Hi I need some help !! Started tri 6 yrs ago. Trained well in open water on my own.. never any dramas. Felt confident going into my first race.. so arrived early.. setup in transition .. having a good day .. my wave is called.. get kitted up and head to the water. Counted in and then it started. ... panic.. shortness of breath.. no composure.. mind running 100 mph... starter sounded and boom!!! Everyone is off.. except me.. i cant even get my head underwater.. gasping for air.. hyperventilating. Long story short... terrible... i managed to eventually get going but by this point im exhausted. . By panic. I feel deflated ..disappointed &angry. . However, i promise myself it wont happen again... head back to the water on my own next day and absolutely no problems. Next race.... this time its got me before i hit the water.. fear and panic. Sadly.. every single race has been the same.. it got so bad that i stopped for a year. Thankfully my mates coaxed me back. Heres the thing !! Iv tried breathing exercises ,meditation, hypnosis, etc etc etc.. iv tried everything. . To no avail. I dont want to stop being a triathlete.. but im running out of options and confidence. If anyone has any real advice ,id appreciate it. Please dont suggest tree hugging.. i.havent the time !!!????????. Many tks


  • AngiemacAngiemac Posts: 40

    So the panic stuff is the adrenaline kicking in - the fight or flight response your body is programmed to generate in an "emergency" situation - all you need to do is teach your body that triathlon isn't that kind of situation OR learn to use the adrenaline hit. I get a similar reaction but on a smaller scale.

    So that's the easy bit - the why - now to work on the how. You say you arrive early, set-up relaxed and it hits as the hooter goes off - have you tried getting there late? If you turn up late your adrenaline will already be pumping so your body will be used to the effect before you get in the water so the "hit" should be less noticeable when the hooter goes off. Alternatively find a way to wind yourself up before the hooter goes off.

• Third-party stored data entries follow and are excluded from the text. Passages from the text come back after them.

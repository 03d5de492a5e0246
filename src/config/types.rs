use std::time::Duration;

use serde::{Deserialize, Serialize};

use crate::ui::theme::Theme;

/// Root configuration container.
///
/// Every section defaults independently, so a config file only needs the
/// keys it wants to change.
#[derive(Debug, Clone, Default, PartialEq, Serialize, Deserialize)]
#[serde(default)]
pub struct Config {
    pub scroll: ScrollConfig,
    pub reveal: RevealConfig,
    pub counter: CounterConfig,
    pub notification: NotificationConfig,
    pub theme: ThemeConfig,
    pub typing: TypingConfig,
    pub contact: ContactConfig,
    pub performance: PerformanceConfig,
    pub assets: AssetsConfig,
}

/// Scroll tracking and in-page navigation.
#[derive(Debug, Clone, PartialEq, Serialize, Deserialize)]
#[serde(default)]
pub struct ScrollConfig {
    /// Scroll offset past which the navbar turns compact.
    pub navbar_threshold: f64,
    /// How far above a section's top it already counts as active.
    pub section_offset: f64,
    /// Fixed navbar height subtracted from smooth-scroll targets.
    pub nav_scroll_offset: f64,
    /// Quiet window before the reveal sweep runs after scrolling.
    pub reveal_debounce_ms: u64,
}

/// Reveal-on-scroll animation.
#[derive(Debug, Clone, PartialEq, Serialize, Deserialize)]
#[serde(default)]
pub struct RevealConfig {
    /// An element reveals once its top is this far above the viewport bottom.
    pub viewport_margin: f64,
    /// Extra animation delay per card within a section.
    pub stagger_ms: u64,
}

#[derive(Debug, Clone, PartialEq, Serialize, Deserialize)]
#[serde(default)]
pub struct CounterConfig {
    /// Number of increments from zero to the target.
    pub steps: u32,
    pub interval_ms: u64,
}

#[derive(Debug, Clone, PartialEq, Serialize, Deserialize)]
#[serde(default)]
pub struct NotificationConfig {
    /// Delay before the slide-in starts (one render tick).
    pub enter_delay_ms: u64,
    /// How long a notification stays before it leaves on its own.
    pub dwell_ms: u64,
    /// Duration of the slide-in and slide-out transitions.
    pub transition_ms: u64,
}

#[derive(Debug, Clone, PartialEq, Serialize, Deserialize)]
#[serde(default)]
pub struct ThemeConfig {
    /// Preference key the theme is persisted under.
    pub storage_key: String,
    /// Theme used when nothing (valid) is persisted.
    pub default: Theme,
    /// Length of the colour transition window opened on toggle.
    pub transition_ms: u64,
    /// Length of the toggle button's press pulse.
    pub pulse_ms: u64,
}

#[derive(Debug, Clone, PartialEq, Serialize, Deserialize)]
#[serde(default)]
pub struct TypingConfig {
    pub start_delay_ms: u64,
    pub char_interval_ms: u64,
}

#[derive(Debug, Clone, PartialEq, Serialize, Deserialize)]
#[serde(default)]
pub struct ContactConfig {
    /// Address the staged email is addressed to.
    pub recipient: String,
    /// Simulated send time before the mail client is opened.
    pub send_delay_ms: u64,
}

#[derive(Debug, Clone, PartialEq, Serialize, Deserialize)]
#[serde(default)]
pub struct PerformanceConfig {
    /// Page loads slower than this are logged as warnings.
    pub slow_load_ms: u64,
}

#[derive(Debug, Clone, PartialEq, Serialize, Deserialize)]
#[serde(default)]
pub struct AssetsConfig {
    /// Images fetched eagerly at startup.
    pub critical_images: Vec<String>,
    /// Script loaded when the host lacks native smooth scrolling.
    pub smooth_scroll_polyfill: String,
}

impl Default for ScrollConfig {
    fn default() -> Self {
        Self {
            navbar_threshold: 100.0,
            section_offset: 150.0,
            nav_scroll_offset: 80.0,
            reveal_debounce_ms: 10,
        }
    }
}

impl Default for RevealConfig {
    fn default() -> Self {
        Self {
            viewport_margin: 150.0,
            stagger_ms: 100,
        }
    }
}

impl Default for CounterConfig {
    fn default() -> Self {
        Self {
            steps: 50,
            interval_ms: 30,
        }
    }
}

impl Default for NotificationConfig {
    fn default() -> Self {
        Self {
            enter_delay_ms: 100,
            dwell_ms: 5000,
            transition_ms: 300,
        }
    }
}

impl Default for ThemeConfig {
    fn default() -> Self {
        Self {
            storage_key: "theme".to_string(),
            default: Theme::Dark,
            transition_ms: 300,
            pulse_ms: 150,
        }
    }
}

impl Default for TypingConfig {
    fn default() -> Self {
        Self {
            start_delay_ms: 1000,
            char_interval_ms: 100,
        }
    }
}

impl Default for ContactConfig {
    fn default() -> Self {
        Self {
            recipient: "hello@example.com".to_string(),
            send_delay_ms: 1500,
        }
    }
}

impl Default for PerformanceConfig {
    fn default() -> Self {
        Self { slow_load_ms: 3000 }
    }
}

impl Default for AssetsConfig {
    fn default() -> Self {
        Self {
            critical_images: vec!["assets/profile-placeholder.svg".to_string()],
            smooth_scroll_polyfill:
                "https://cdn.jsdelivr.net/gh/iamdustan/smoothscroll@master/dist/smoothscroll.min.js"
                    .to_string(),
        }
    }
}

impl ScrollConfig {
    pub fn reveal_debounce(&self) -> Duration {
        Duration::from_millis(self.reveal_debounce_ms)
    }
}

impl RevealConfig {
    /// Animation delay for the card at `index` within its section.
    pub fn stagger(&self, index: usize) -> Duration {
        Duration::from_millis(self.stagger_ms.saturating_mul(index as u64))
    }
}

impl CounterConfig {
    pub fn interval(&self) -> Duration {
        Duration::from_millis(self.interval_ms)
    }
}

impl NotificationConfig {
    pub fn enter_delay(&self) -> Duration {
        Duration::from_millis(self.enter_delay_ms)
    }

    pub fn dwell(&self) -> Duration {
        Duration::from_millis(self.dwell_ms)
    }

    pub fn transition(&self) -> Duration {
        Duration::from_millis(self.transition_ms)
    }
}

impl ThemeConfig {
    pub fn transition(&self) -> Duration {
        Duration::from_millis(self.transition_ms)
    }

    pub fn pulse(&self) -> Duration {
        Duration::from_millis(self.pulse_ms)
    }
}

impl TypingConfig {
    pub fn start_delay(&self) -> Duration {
        Duration::from_millis(self.start_delay_ms)
    }

    pub fn char_interval(&self) -> Duration {
        Duration::from_millis(self.char_interval_ms)
    }
}

impl ContactConfig {
    pub fn send_delay(&self) -> Duration {
        Duration::from_millis(self.send_delay_ms)
    }
}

    The adrenaline will help you compete if you learn to use it, but you need to get it started a few minutes before the hooter so that your body can adapt to it and the panic subsides and the fight mode kicks in. 


  • antoanto Posts: 5
    Hi Angie

    Thanks for the reply. I never thought about doing the opposite to my usual routine.. at this stage iv tried everything else, so now will trythis approach. Tks again for the reply.